## Your assignment:
In the entries below, how many lines hold the string "static"? Give only the number.
Dataset entries START
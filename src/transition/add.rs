use crate::animation::spec::AnimationType;
use crate::backend::view::ViewBackend;
use crate::foundation::error::{LayersError, LayersResult};
use crate::stack::layer_stack::LayerStack;
use crate::transition::base::Transition;

pub(super) fn on_transition(
    t: &mut Transition,
    stack: &mut LayerStack,
    backend: &mut dyn ViewBackend,
) -> LayersResult<()> {
    let mut entry = t
        .entry
        .take()
        .ok_or_else(|| LayersError::consistency("add transition has no entry"))?;
    entry.in_transition = true;
    let inserted = stack.add_entry(backend, entry, t.index)?;

    t.lowest_visible = stack.lowest_visible();
    let Some(lowest) = t.lowest_visible else {
        return Ok(());
    };
    if inserted < lowest {
        return Ok(());
    }
    stack.set_transition_state(lowest);
    for i in lowest..=inserted {
        let kind = if i == inserted {
            AnimationType::UpperIn
        } else {
            AnimationType::LowerOut
        };
        t.animate_layer(stack, &*backend, i, kind)?;
    }
    Ok(())
}

pub(super) fn on_after_transition(
    t: &mut Transition,
    stack: &mut LayerStack,
    backend: &mut dyn ViewBackend,
) -> LayersResult<()> {
    if let Some(lowest) = t.lowest_visible {
        stack.reset_transition_state(lowest);
    }
    if let Some(i) = stack.position(t.target) {
        stack.entries[i].in_transition = false;
    }
    stack.ensure_views(backend)
}
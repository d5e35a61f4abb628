use std::time::Duration;

use super::*;
use crate::backend::headless::HeadlessBackend;
use crate::foundation::ids::{ContainerId, EntryId, LayoutRes};
use crate::host::context::{HostContext, LayersConfig};
use crate::layer::behavior::{Layer, LayerType};
use crate::layer::core::LayerCore;
use crate::layer::delegate::LayerDelegates;
use crate::layer::registry::LayerRegistry;
use crate::manager::layers::Layers;

#[derive(Default)]
struct Page;

impl Layer for Page {
    fn layout(&self) -> Option<LayoutRes> {
        Some(LayoutRes(1))
    }
}

impl LayerType for Page {
    const TAG: &'static str = "page";
}

#[derive(Default)]
struct Confirm;

impl Layer for Confirm {
    fn layout(&self) -> Option<LayoutRes> {
        Some(LayoutRes(9))
    }

    fn install_delegates(&mut self, delegates: &mut LayerDelegates) {
        let mut dialog = DialogDelegate::new();
        dialog.set_style(DialogStyle::NoFrame, 0);
        delegates.add(dialog);
    }
}

impl LayerType for Confirm {
    const TAG: &'static str = "confirm";
}

fn manager() -> (Layers, HeadlessBackend) {
    let registry = LayerRegistry::new().with::<Page>().with::<Confirm>();
    let host = HostContext::root(registry, LayersConfig::default());
    (Layers::new(host, ContainerId::DEFAULT), HeadlessBackend::new())
}

#[test]
fn frameless_style_picks_the_panel_theme() {
    let mut dialog = DialogDelegate::new();
    dialog.set_style(DialogStyle::NoTitle, 0);
    assert_eq!(dialog.theme(), 0);
    dialog.set_style(DialogStyle::NoInput, 0);
    assert_eq!(dialog.theme(), PANEL_THEME);
    dialog.set_style(DialogStyle::NoFrame, 42);
    assert_eq!(dialog.theme(), 42);
}

#[test]
fn settings_survive_a_save_and_restore() {
    let host = HostContext::root(LayerRegistry::new(), LayersConfig::default());
    let mut backend = HeadlessBackend::new();
    let mut core = LayerCore::new(EntryId(1), Confirm::TAG, &host);
    let mut cx = LayerCx::new(&mut core, &mut backend);

    let mut defaults = Bundle::new();
    DialogDelegate::new().save_layer_state(&mut cx, &mut defaults);
    assert!(defaults.is_empty());

    let mut dialog = DialogDelegate::new();
    dialog.set_style(DialogStyle::NoFrame, 0);
    dialog.set_cancelable(false);
    let mut out = Bundle::new();
    dialog.save_layer_state(&mut cx, &mut out);
    assert_eq!(out.get::<i32>(DIALOG_STYLE), Some(2));
    assert_eq!(out.get::<bool>(DIALOG_CANCELABLE), Some(false));

    let mut restored = DialogDelegate::new();
    restored.on_create(&mut cx, Some(&out));
    assert_eq!(restored.style(), DialogStyle::NoFrame);
    assert_eq!(restored.theme(), PANEL_THEME);
    assert!(!restored.is_cancelable());
}

#[test]
fn dialog_is_presented_outside_the_container() {
    let (mut layers, mut backend) = manager();
    layers.add::<Page>(&mut backend, |_| {}).unwrap();
    layers
        .add::<Confirm>(&mut backend, |t| {
            t.opaque(false);
        })
        .unwrap();

    let dialog = layers.peek().unwrap();
    let view = dialog.view().unwrap();
    assert!(!dialog.is_view_in_layout());
    assert!(dialog.delegate::<DialogDelegate>().unwrap().is_presented());
    assert!(backend.is_presented(view));
    assert_eq!(backend.children(backend.root()).len(), 1);
}

#[test]
fn user_dismissal_removes_the_layer() {
    let (mut layers, mut backend) = manager();
    layers.add::<Page>(&mut backend, |_| {}).unwrap();
    layers.add::<Confirm>(&mut backend, |_| {}).unwrap();
    assert!(backend.children(backend.root()).is_empty());

    let view = layers.peek().and_then(|l| l.view()).unwrap();
    backend.user_dismiss(view);
    layers.advance(&mut backend, Duration::from_millis(16)).unwrap();
    layers.fast_forward(&mut backend).unwrap();

    assert_eq!(layers.stack_size(), 1);
    assert_eq!(layers.peek().map(|l| l.tag()), Some(Page::TAG));
    assert_eq!(backend.children(backend.root()).len(), 1);
    assert!(!backend.contains(view));
}
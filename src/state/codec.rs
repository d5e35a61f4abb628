//! Encode/decode contract between typed Rust values and [`Value`].
//!
//! Every implementation round-trips exactly: `T::from_value(&v.into_value()) == Some(v)`.
//! Arrays of scalars map to the dedicated typed array variants; arrays of anything else map
//! to [`Value::List`].

use crate::state::bundle::{Bundle, SparseArray};
use crate::state::parcel::Parcelable;
use crate::state::value::Value;

/// Values that can be stored in a [`Bundle`].
pub trait StateValue: Sized {
    /// Encode into a [`Value`].
    fn into_value(self) -> Value;

    /// Decode from a [`Value`]. `None` when the variant does not match.
    fn from_value(value: &Value) -> Option<Self>;

    /// Encode a whole array. Scalars override this to pick their typed array variant.
    fn array_into_value(items: Vec<Self>) -> Value {
        Value::List(items.into_iter().map(Self::into_value).collect())
    }

    /// Decode a whole array.
    fn array_from_value(value: &Value) -> Option<Vec<Self>> {
        match value {
            Value::List(items) => items.iter().map(Self::from_value).collect(),
            _ => None,
        }
    }
}

macro_rules! scalar_state_value {
    ($ty:ty, $scalar:ident, $array:ident) => {
        impl StateValue for $ty {
            fn into_value(self) -> Value {
                Value::$scalar(self)
            }

            fn from_value(value: &Value) -> Option<Self> {
                match value {
                    Value::$scalar(v) => Some(v.clone()),
                    _ => None,
                }
            }

            fn array_into_value(items: Vec<Self>) -> Value {
                Value::$array(items)
            }

            fn array_from_value(value: &Value) -> Option<Vec<Self>> {
                match value {
                    Value::$array(v) => Some(v.clone()),
                    _ => None,
                }
            }
        }
    };
}

scalar_state_value!(bool, Bool, BoolArray);
scalar_state_value!(u8, Byte, ByteArray);
scalar_state_value!(i16, Short, ShortArray);
scalar_state_value!(char, Char, CharArray);
scalar_state_value!(i32, Int, IntArray);
scalar_state_value!(i64, Long, LongArray);
scalar_state_value!(f32, Float, FloatArray);
scalar_state_value!(f64, Double, DoubleArray);
scalar_state_value!(String, String, StringArray);

/// Stored as a char sequence rather than a string.
impl StateValue for Box<str> {
    fn into_value(self) -> Value {
        Value::CharSequence(self.into_string())
    }

    fn from_value(value: &Value) -> Option<Self> {
        match value {
            Value::CharSequence(s) => Some(s.as_str().into()),
            _ => None,
        }
    }

    fn array_into_value(items: Vec<Self>) -> Value {
        Value::CharSequenceArray(items.into_iter().map(str::into_string).collect())
    }

    fn array_from_value(value: &Value) -> Option<Vec<Self>> {
        match value {
            Value::CharSequenceArray(v) => Some(v.iter().map(|s| s.as_str().into()).collect()),
            _ => None,
        }
    }
}

impl StateValue for Value {
    fn into_value(self) -> Value {
        self
    }

    fn from_value(value: &Value) -> Option<Self> {
        Some(value.clone())
    }
}

impl StateValue for Bundle {
    fn into_value(self) -> Value {
        Value::Bundle(self)
    }

    fn from_value(value: &Value) -> Option<Self> {
        match value {
            Value::Bundle(b) => Some(b.clone()),
            _ => None,
        }
    }
}

impl<T: StateValue> StateValue for Vec<T> {
    fn into_value(self) -> Value {
        T::array_into_value(self)
    }

    fn from_value(value: &Value) -> Option<Self> {
        T::array_from_value(value)
    }
}

impl<T: StateValue> StateValue for Option<T> {
    fn into_value(self) -> Value {
        self.map_or(Value::Null, T::into_value)
    }

    fn from_value(value: &Value) -> Option<Self> {
        match value {
            Value::Null => Some(None),
            other => T::from_value(other).map(Some),
        }
    }
}

impl<T: StateValue> StateValue for SparseArray<T> {
    fn into_value(self) -> Value {
        Value::Sparse(
            self.into_iter()
                .map(|(k, v)| (k, v.into_value()))
                .collect(),
        )
    }

    fn from_value(value: &Value) -> Option<Self> {
        match value {
            Value::Sparse(items) => items
                .iter()
                .map(|(k, v)| T::from_value(v).map(|v| (k, v)))
                .collect(),
            _ => None,
        }
    }
}

/// Custom value persisted through serde.
///
/// A value whose `Serialize` impl fails is stored as [`Value::Null`] and logged; use
/// [`Bundle::put_serializable`] when the failure must surface.
#[derive(Clone, Debug, PartialEq)]
pub struct Serialized<T>(pub T);

impl<T> StateValue for Serialized<T>
where
    T: serde::Serialize + serde::de::DeserializeOwned,
{
    fn into_value(self) -> Value {
        match serde_json::to_value(&self.0) {
            Ok(json) => Value::Serialized(json),
            Err(err) => {
                tracing::warn!(error = %err, "serialized state value dropped");
                Value::Null
            }
        }
    }

    fn from_value(value: &Value) -> Option<Self> {
        match value {
            Value::Serialized(json) => T::deserialize(json).ok().map(Serialized),
            _ => None,
        }
    }
}

/// Custom structured value persisted as a [`Parcel`](crate::Parcel).
#[derive(Clone, Debug, PartialEq)]
pub struct Parcelled<T>(pub T);

impl<T: Parcelable> StateValue for Parcelled<T> {
    fn into_value(self) -> Value {
        Value::Parcel(self.0.to_parcel())
    }

    fn from_value(value: &Value) -> Option<Self> {
        match value {
            Value::Parcel(p) => T::from_parcel(p).ok().map(Parcelled),
            _ => None,
        }
    }
}

#[cfg(test)]
#[path = "../../tests/unit/state/codec.rs"]
mod tests;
Dataset entries END
## Response area:
2